Who is credited with developing the foundational principles of linear regression?
Isaac Newton
Sir Francis Galton
Marie Curie
Albert Einstein
Why is normality of errors an important assumption in linear regression?
It is necessary for the calculation of the regression coefficients
It guarantees the homoscedasticity of the errors
It validates the use of hypothesis testing for the model's coefficients
It ensures the linearity of the relationship between variables
Backward elimination in linear regression involves removing features based on what criterion?
The feature with the highest correlation with the target variable
The feature with the lowest p-value
The feature that contributes the least to multicollinearity
The feature that results in the smallest decrease in model performance
What is the purpose of the coefficient of determination (R-squared) in linear regression?
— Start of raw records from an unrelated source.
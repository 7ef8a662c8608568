// Order status text to dashboard status category.
use super::{any_matches, normalize_status, KeywordRule};
use shared::models::StatusCategory;

use super::KeywordRule::Contains;

/// Ordered rules; the first category with a matching keyword wins.
///
/// "no entregado" is tested before the delivered keywords because it contains
/// "entregado". Delivered keywords are tested before the return keywords so a
/// status mentioning both resolves to `Delivered`.
const STATUS_RULES: &[(StatusCategory, &[KeywordRule])] = &[
    (StatusCategory::ReturnedOrNotDelivered, &[Contains("no entregado")]),
    (
        StatusCategory::Delivered,
        &[
            Contains("entregado"),
            Contains("etiqueta"),
            Contains("concretada"),
            Contains("despachaste"),
            Contains("punto de retiro"),
            Contains("paquete"),
        ],
    ),
    (StatusCategory::Cancelled, &[Contains("cancel")]),
    (
        StatusCategory::ReturnedOrNotDelivered,
        &[
            Contains("reembol"),
            Contains("devuelto"),
            Contains("devol"),
            Contains("devu"),
            Contains("reputacion"),
        ],
    ),
    (StatusCategory::Delayed, &[Contains("demora"), Contains("afecta")]),
    (StatusCategory::AwaitingAgreement, &[Contains("acuerd"), Contains("pendi")]),
];

#[derive(Debug, Clone, Copy, Default)]
pub struct StatusClassifier;

impl StatusClassifier {
    pub fn classify(&self, status: &str) -> StatusCategory {
        let lowered = normalize_status(status);
        STATUS_RULES
            .iter()
            .find(|(_, rules)| any_matches(rules, &lowered))
            .map(|(category, _)| *category)
            .unwrap_or(StatusCategory::Other)
    }
}
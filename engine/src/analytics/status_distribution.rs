// Order-status breakdown over every filtered record.
use super::Aggregator;
use crate::classify::StatusClassifier;
use crate::config::{ColumnNames, DashboardSettings};
use crate::filter::{self, FilterScope};
use shared::models::{FilterSpec, Record, StatusCategory, StatusSlice};

pub struct StatusDistribution {
    columns: ColumnNames,
    classifier: StatusClassifier,
}

impl StatusDistribution {
    pub fn new(settings: &DashboardSettings) -> Self {
        Self {
            columns: settings.columns.clone(),
            classifier: StatusClassifier,
        }
    }
}

impl Aggregator for StatusDistribution {
    type Output = Vec<StatusSlice>;

    fn name(&self) -> &str {
        "status"
    }

    fn scope(&self) -> FilterScope {
        FilterScope::Global
    }

    fn aggregate(&self, records: &[Record], filter: &FilterSpec) -> Vec<StatusSlice> {
        let mut counts = vec![0usize; StatusCategory::ALL.len()];
        for record in filter::apply(records, filter, self.scope(), &self.columns) {
            let category = self.classifier.classify(&record.text(&self.columns.status));
            if let Some(i) = StatusCategory::ALL.iter().position(|c| *c == category) {
                counts[i] += 1;
            }
        }

        StatusCategory::ALL
            .iter()
            .zip(counts)
            .filter(|(_, count)| *count > 0)
            .map(|(category, count)| StatusSlice {
                category: *category,
                label: category.label().to_string(),
                count,
            })
            .collect()
    }
}
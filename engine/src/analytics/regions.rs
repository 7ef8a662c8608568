// Customers per region
use super::{or_placeholder, Aggregator, NO_REGION};
use crate::classify::SaleClassifier;
use crate::config::{ColumnNames, DashboardSettings};
use crate::filter::{self, FilterScope};
use shared::models::{FilterSpec, Record, RegionRank};
use std::collections::HashMap;

pub struct RegionRanking {
    columns: ColumnNames,
    sales: SaleClassifier,
    limit: usize,
}

impl RegionRanking {
    pub fn new(settings: &DashboardSettings) -> Self {
        Self {
            columns: settings.columns.clone(),
            sales: SaleClassifier,
            limit: settings.top_n,
        }
    }
}

impl Aggregator for RegionRanking {
    type Output = Vec<RegionRank>;

    fn name(&self) -> &str {
        "regions"
    }

    fn scope(&self) -> FilterScope {
        FilterScope::Global
    }

    fn aggregate(&self, records: &[Record], filter: &FilterSpec) -> Vec<RegionRank> {
        let mut index: HashMap<String, usize> = HashMap::new();
        let mut ranking: Vec<RegionRank> = Vec::new();

        for record in filter::apply(records, filter, self.scope(), &self.columns) {
            if !self.sales.is_valid_sale(&record.text(&self.columns.status)) {
                continue;
            }
            let region = or_placeholder(record.text(&self.columns.region), NO_REGION);
            let slot = *index.entry(region.clone()).or_insert_with(|| {
                ranking.push(RegionRank { region, customers: 0 });
                ranking.len() - 1
            });
            ranking[slot].customers += 1;
        }

        ranking.sort_by(|a, b| b.customers.cmp(&a.customers));
        ranking.truncate(self.limit);
        ranking
    }
}
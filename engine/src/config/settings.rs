// Dashboard settings, loaded from a JSON file or taken from defaults.
use crate::error::{EngineError, Result};
use serde::Deserialize;
use std::path::Path;

/// Header names of the columns the dashboard reads.
#[derive(Debug, Deserialize, Clone, PartialEq, Eq)]
#[serde(default)]
pub struct ColumnNames {
    pub sale_date: String,
    pub status: String,
    pub region: String,
    pub sub_region: String,
    pub amount: String,
    pub sku: String,
    pub title: String,
    /// Title header as it reads when a Latin-1 export was decoded as UTF-8.
    pub title_fallback: String,
    pub units: String,
}

impl Default for ColumnNames {
    fn default() -> Self {
        ColumnNames {
            sale_date: "Fecha de venta".to_string(),
            status: "Estado".to_string(),
            region: "Estado.1".to_string(),
            sub_region: "Comuna".to_string(),
            amount: "Total (CLP)".to_string(),
            sku: "SKU".to_string(),
            title: "Título de la publicación".to_string(),
            title_fallback: "TÃ­tulo de la publicaciÃ³n".to_string(),
            units: "Unidades".to_string(),
        }
    }
}

#[derive(Debug, Deserialize, Clone, PartialEq, Eq)]
#[serde(default)]
pub struct DashboardSettings {
    pub columns: ColumnNames,
    /// Characters of a product title shown in rankings.
    pub title_display_len: usize,
    /// Rows kept by the product and region rankings.
    pub top_n: usize,
}

impl Default for DashboardSettings {
    fn default() -> Self {
        DashboardSettings {
            columns: ColumnNames::default(),
            title_display_len: 35,
            top_n: 10,
        }
    }
}

impl DashboardSettings {
    pub fn from_json_str(json: &str) -> Result<Self> {
        let settings: DashboardSettings = serde_json::from_str(json)?;
        settings.validate()?;
        Ok(settings)
    }

    pub fn from_json_file(path: impl AsRef<Path>) -> Result<Self> {
        let path = path.as_ref();
        let json = std::fs::read_to_string(path)?;
        let settings = Self::from_json_str(&json)?;
        tracing::debug!(path = %path.display(), "Loaded dashboard settings");
        Ok(settings)
    }

    fn validate(&self) -> Result<()> {
        if self.top_n == 0 {
            return Err(EngineError::ConfigError("top_n must be greater than 0".to_string()));
        }
        if self.columns.sale_date.trim().is_empty() {
            return Err(EngineError::ConfigError("columns.sale_date cannot be empty".to_string()));
        }
        Ok(())
    }
}

#[cfg(test)]
mod tests {
    use super::*;
    use std::io::Write;
    use tempfile::NamedTempFile;

    #[test]
    fn test_defaults_match_marketplace_export() {
        let settings = DashboardSettings::default();
        assert_eq!(settings.columns.sale_date, "Fecha de venta");
        assert_eq!(settings.columns.region, "Estado.1");
        assert_eq!(settings.title_display_len, 35);
        assert_eq!(settings.top_n, 10);
    }

    #[test]
    fn test_partial_json_keeps_other_defaults() {
        let settings = DashboardSettings::from_json_str(r#"{"top_n": 5, "columns": {"region": "Región"}}"#).unwrap();
        assert_eq!(settings.top_n, 5);
        assert_eq!(settings.columns.region, "Región");
        assert_eq!(settings.columns.status, "Estado");
        assert_eq!(settings.title_display_len, 35);
    }

    #[test]
    fn test_zero_top_n_is_rejected() {
        let err = DashboardSettings::from_json_str(r#"{"top_n": 0}"#).unwrap_err();
        assert!(err.to_string().contains("top_n"));
    }

    #[test]
    fn test_invalid_json_is_an_error() {
        let err = DashboardSettings::from_json_str("{not json").unwrap_err();
        assert!(matches!(err, EngineError::JsonError { .. }));
    }

    #[test]
    fn test_load_from_file() {
        let mut file = NamedTempFile::new().unwrap();
        writeln!(file, r#"{{"title_display_len": 20}}"#).unwrap();
        let settings = DashboardSettings::from_json_file(file.path()).unwrap();
        assert_eq!(settings.title_display_len, 20);
    }
}
// sales-dashboard: load an order export and print the dashboard views.
use anyhow::{Context, Result};
use clap::Parser;
use engine::config::DashboardSettings;
use engine::report;
use engine::DashboardState;
use std::path::{Path, PathBuf};
use tracing::{info, warn};

#[derive(Parser)]
#[command(name = "sales-dashboard")]
#[command(about = "Sales dashboard views for a marketplace order export", long_about = None)]
struct Args {
    /// Order export (.csv, .txt, .xlsx or .xls)
    data_file: PathBuf,
    /// JSON settings file with column names and view sizes
    #[arg(long)]
    config: Option<PathBuf>,
    /// Directory for the `;`-delimited table exports
    #[arg(long)]
    export: Option<PathBuf>,
}

/// Loads `path` into `state`. Unreadable or unsupported files are logged and
/// leave the state (and therefore the views) as they were.
async fn load_into(state: &mut DashboardState, path: &Path) -> bool {
    match state.load_path(path).await {
        Ok(true) => true,
        Ok(false) => {
            info!(file = %path.display(), "File type not supported, nothing loaded");
            false
        }
        Err(e) => {
            warn!(file = %path.display(), error = %e, "Could not load file, showing empty views");
            false
        }
    }
}

#[tokio::main]
async fn main() -> Result<()> {
    tracing_subscriber::fmt::init();

    let args = Args::parse();
    let settings = match &args.config {
        Some(path) => DashboardSettings::from_json_file(path)
            .with_context(|| format!("failed to load settings from {}", path.display()))?,
        None => DashboardSettings::default(),
    };

    let mut state = DashboardState::new(settings);
    load_into(&mut state, &args.data_file).await;

    let view = state.view();
    report::write_json(&view, std::io::stdout().lock())?;
    println!();

    if let Some(dir) = &args.export {
        report::export_tables(&view, dir).with_context(|| format!("failed to export tables to {}", dir.display()))?;
    }
    Ok(())
}
// Quote-aware splitting of one `;`-delimited line.

pub const DELIMITER: char = ';';
pub const QUOTE: char = '"';

/// Splits a line on `;`, treating every `"` as an on/off switch for quoting.
///
/// Quote characters are dropped, separators inside quotes are kept as text and
/// every field is trimmed. Unbalanced quotes never fail: the rest of the line
/// simply stays quoted.
pub fn split_line(line: &str) -> Vec<String> {
    let mut fields = Vec::new();
    let mut current = String::new();
    let mut in_quotes = false;

    for c in line.chars() {
        match c {
            QUOTE => in_quotes = !in_quotes,
            DELIMITER if !in_quotes => {
                fields.push(current.trim().to_string());
                current.clear();
            }
            _ => current.push(c),
        }
    }
    fields.push(current.trim().to_string());
    fields
}

/// Makes repeated headers unique by suffixing later copies with `.1`, `.2`, ...
pub fn disambiguate_headers<I, S>(headers: I) -> Vec<String>
where
    I: IntoIterator<Item = S>,
    S: Into<String>,
{
    let mut seen: std::collections::HashMap<String, usize> = std::collections::HashMap::new();
    let mut out: Vec<String> = Vec::new();
    for header in headers {
        let header: String = header.into();
        let count = seen.entry(header.clone()).or_insert(0);
        let mut candidate = header.clone();
        if *count > 0 || out.contains(&candidate) {
            *count = (*count).max(1);
            candidate = format!("{}.{}", header, count);
            while out.contains(&candidate) {
                *count += 1;
                candidate = format!("{}.{}", header, count);
            }
        }
        out.push(candidate);
        *count += 1;
    }
    out
}

#[cfg(test)]
mod tests {
    use super::*;

    #[test]
    fn test_quoted_separators_stay_in_field() {
        assert_eq!(
            split_line(r#""Smith; Jones";100;"Reg;ion""#),
            vec!["Smith; Jones", "100", "Reg;ion"]
        );
    }

    #[test]
    fn test_fields_are_trimmed() {
        assert_eq!(split_line(" a ; b ;c\r"), vec!["a", "b", "c"]);
    }

    #[test]
    fn test_empty_fields_are_kept() {
        assert_eq!(split_line("a;;c;"), vec!["a", "", "c", ""]);
    }

    #[test]
    fn test_quote_in_the_middle_toggles() {
        assert_eq!(split_line(r#"ab"c;d"e;f"#), vec!["abc;de", "f"]);
    }

    #[test]
    fn test_unbalanced_quote_swallows_rest_of_line() {
        assert_eq!(split_line(r#"a;"b;c;d"#), vec!["a", "b;c;d"]);
    }

    #[test]
    fn test_duplicate_headers_get_suffixes() {
        let headers = disambiguate_headers(vec!["Estado", "Comuna", "Estado", "Estado"]);
        assert_eq!(headers, vec!["Estado", "Comuna", "Estado.1", "Estado.2"]);
    }

    #[test]
    fn test_suffix_does_not_clash_with_existing_header() {
        let headers = disambiguate_headers(vec!["Estado", "Estado.1", "Estado"]);
        assert_eq!(headers, vec!["Estado", "Estado.1", "Estado.2"]);
    }
}
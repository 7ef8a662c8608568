// Headline KPIs for the global filter.
use super::{or_placeholder, Aggregator, NO_REGION, NO_SUB_REGION};
use crate::classify::SaleClassifier;
use crate::config::{ColumnNames, DashboardSettings};
use crate::filter::{self, FilterScope};
use shared::models::{FilterSpec, KpiSummary, Record};
use shared::utils::chilean_format::amount_of;
use std::collections::HashSet;

pub struct KpiAggregator {
    columns: ColumnNames,
    sales: SaleClassifier,
}

impl KpiAggregator {
    pub fn new(settings: &DashboardSettings) -> Self {
        Self {
            columns: settings.columns.clone(),
            sales: SaleClassifier,
        }
    }
}

impl Aggregator for KpiAggregator {
    type Output = KpiSummary;

    fn name(&self) -> &str {
        "kpis"
    }

    fn scope(&self) -> FilterScope {
        FilterScope::Global
    }

    fn aggregate(&self, records: &[Record], filter: &FilterSpec) -> KpiSummary {
        let mut summary = KpiSummary::default();
        let mut regions = HashSet::new();
        let mut sub_regions = HashSet::new();

        for record in filter::apply(records, filter, self.scope(), &self.columns) {
            let status = record.text(&self.columns.status);
            if self.sales.is_cancelled(&status) {
                summary.cancelled += 1;
            }
            if self.sales.is_problematic(&status) {
                summary.problematic += 1;
            }
            if !self.sales.is_valid_sale(&status) {
                continue;
            }

            summary.valid_sales += 1;
            summary.total_revenue += amount_of(record.get(&self.columns.amount));
            regions.insert(or_placeholder(record.text(&self.columns.region), NO_REGION));
            sub_regions.insert(or_placeholder(record.text(&self.columns.sub_region), NO_SUB_REGION));
        }

        if summary.valid_sales > 0 {
            summary.average_order_value = summary.total_revenue / summary.valid_sales as f64;
        }
        summary.distinct_regions = regions.len();
        summary.distinct_sub_regions = sub_regions.len();
        summary
    }
}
To assess the linearity assumption of the model.
To identify the presence of outliers in the data.
To determine the statistical significance of the model.
To measure the proportion of variation in the dependent variable explained by the independent variable(s).
What does a correlation coefficient of 0 indicate?
A strong positive linear relationship
A strong negative linear relationship
A perfect linear relationship
No linear relationship
What is the primary goal of feature selection in linear regression?
Introduce bias into the model
Maximize the number of features used in the model
Improve the model's interpretability and reduce overfitting
Increase the complexity of the model
Can the R-squared value be negative?
No, it is always positive.
Yes, if there is a perfect negative correlation between the variables.
No, it always ranges between 0 and 1.
Yes, if the model fits the data worse than a horizontal line.
What does a high R-squared value indicate?
The model is a perfect fit for the data.
The independent variables are not correlated with the dependent variable.
A large proportion of the variance in the dependent variable is explained by the independent variables.
The model is not a good fit for the data.
How does the Mean Squared Error (MSE) penalize larger errors compared to smaller errors?
It squares the errors, giving more weight to larger deviations.
It doesn't; all errors are penalized equally.
It uses a logarithmic scale to compress larger errors.
It takes the absolute value of the errors, ignoring the sign.
What type of visualization tool is commonly used to initially assess the relationship between two continuous variables in linear regression?
Bar chart
Scatter plot
Pie chart
Histogram